We can see that every column is represented as the object type, indicating that they are represented by strings, not numbers. Also, one of the columns, Operating System Version, has null values.

The column labels have a variety of upper and lowercase letters, as well as spaces and parentheses, which will make them harder to work with and read. One noticeable issue is that the “Storage" column name has a space in front of it.

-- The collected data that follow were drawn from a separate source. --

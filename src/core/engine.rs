//! Operation processing engine
//!
//! This module provides the LedgerEngine that applies script operations to a
//! [`Ledger`] and keeps a count of what was applied and what was refused.
//!
//! The engine only dispatches: every rule (existence checks, sufficient
//! funds, deletion guard, policies) is enforced by the ledger itself.

use crate::core::ledger::Ledger;
use crate::types::{LedgerError, Operation};

/// Apply one operation to a ledger
///
/// # Arguments
///
/// * `ledger` - The ledger to mutate
/// * `operation` - The operation to apply
///
/// # Returns
///
/// * `Ok(())` if the operation was applied
/// * `Err(LedgerError)` if the ledger refused it; the ledger is unchanged
pub fn apply(ledger: &mut Ledger, operation: &Operation) -> Result<(), LedgerError> {
    match operation {
        Operation::Create {
            client,
            account,
            initial_deposit,
        } => ledger
            .create_account(client, account, *initial_deposit)
            .map(|_| ()),
        Operation::Deposit {
            client,
            account,
            amount,
        } => ledger.deposit(client, account, *amount).map(|_| ()),
        Operation::Withdraw {
            client,
            account,
            amount,
        } => ledger.withdraw(client, account, *amount).map(|_| ()),
        Operation::Transfer {
            from_client,
            from_account,
            to_client,
            to_account,
            amount,
        } => ledger
            .transfer(from_client, from_account, to_client, to_account, *amount)
            .map(|_| ()),
        Operation::Delete { client, account } => {
            ledger.delete_account(client, account).map(|_| ())
        }
    }
}

/// Counters of processed operations
#[derive(Debug, Clone, Copy, Default, PartialEq, Eq)]
pub struct ProcessingStats {
    /// Operations the ledger applied
    pub applied: usize,
    /// Operations the ledger refused
    pub refused: usize,
}

impl ProcessingStats {
    /// Count one outcome
    pub fn record<T>(&mut self, outcome: &Result<T, LedgerError>) {
        match outcome {
            Ok(_) => self.applied += 1,
            Err(_) => self.refused += 1,
        }
    }

    /// Add another set of counters to this one
    pub fn merge(&mut self, other: ProcessingStats) {
        self.applied += other.applied;
        self.refused += other.refused;
    }

    /// Total operations seen
    pub fn total(&self) -> usize {
        self.applied + self.refused
    }
}

/// Sequential operation engine
///
/// Owns a ledger and applies operations to it one at a time, in order.
#[derive(Debug)]
pub struct LedgerEngine {
    ledger: Ledger,
    stats: ProcessingStats,
}

impl LedgerEngine {
    /// Create a new LedgerEngine around an existing ledger
    pub fn new(ledger: Ledger) -> Self {
        LedgerEngine {
            ledger,
            stats: ProcessingStats::default(),
        }
    }

    /// Process a single operation
    ///
    /// # Arguments
    ///
    /// * `operation` - The operation to apply
    ///
    /// # Returns
    ///
    /// * `Ok(())` if the operation was applied
    /// * `Err(LedgerError)` if it was refused
    ///
    /// # Errors
    ///
    /// Any refusal of the underlying [`Ledger`] operation. A refusal is not
    /// fatal: the engine stays usable and the ledger unchanged.
    pub fn process(&mut self, operation: &Operation) -> Result<(), LedgerError> {
        let outcome = apply(&mut self.ledger, operation);
        self.stats.record(&outcome);
        outcome
    }

    /// The ledger in its current state
    pub fn ledger(&self) -> &Ledger {
        &self.ledger
    }

    /// Counters so far
    pub fn stats(&self) -> ProcessingStats {
        self.stats
    }

    /// Consume the engine and return its ledger
    pub fn into_ledger(self) -> Ledger {
        self.ledger
    }
}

These quirks with column labels can sometimes be hard to spot, so removing extra whitespaces from all column names will save us more work in the long run.


In [453]:
# We display the columns contained in our dataframe
df.columns

Index(['Manufacturer', 'Model Name', 'Category', 'Screen Size', 'Screen',
       'CPU', 'RAM', ' Storage', 'GPU', 'Operating System',
       'Operating System Version', 'Weight', 'Price (Euros)'],
      dtype='object')

In [454]:
new_columns = []
for column in df.columns :
    clean_c = column.strip()
    new_columns.append(clean_c)
df.columns = new_columns

df.columns

Index(['Manufacturer', 'Model Name', 'Category', 'Screen Size', 'Screen',
       'CPU', 'RAM', 'Storage', 'GPU', 'Operating System',
       'Operating System Version', 'Weight', 'Price (Euros)'],
      dtype='object')

We obseve that there is no longer white spaces in the start and end of each column.

However, the column labels still have a variety of upper and lowercase letters, as well as parentheses, which will make them harder to work with and read. 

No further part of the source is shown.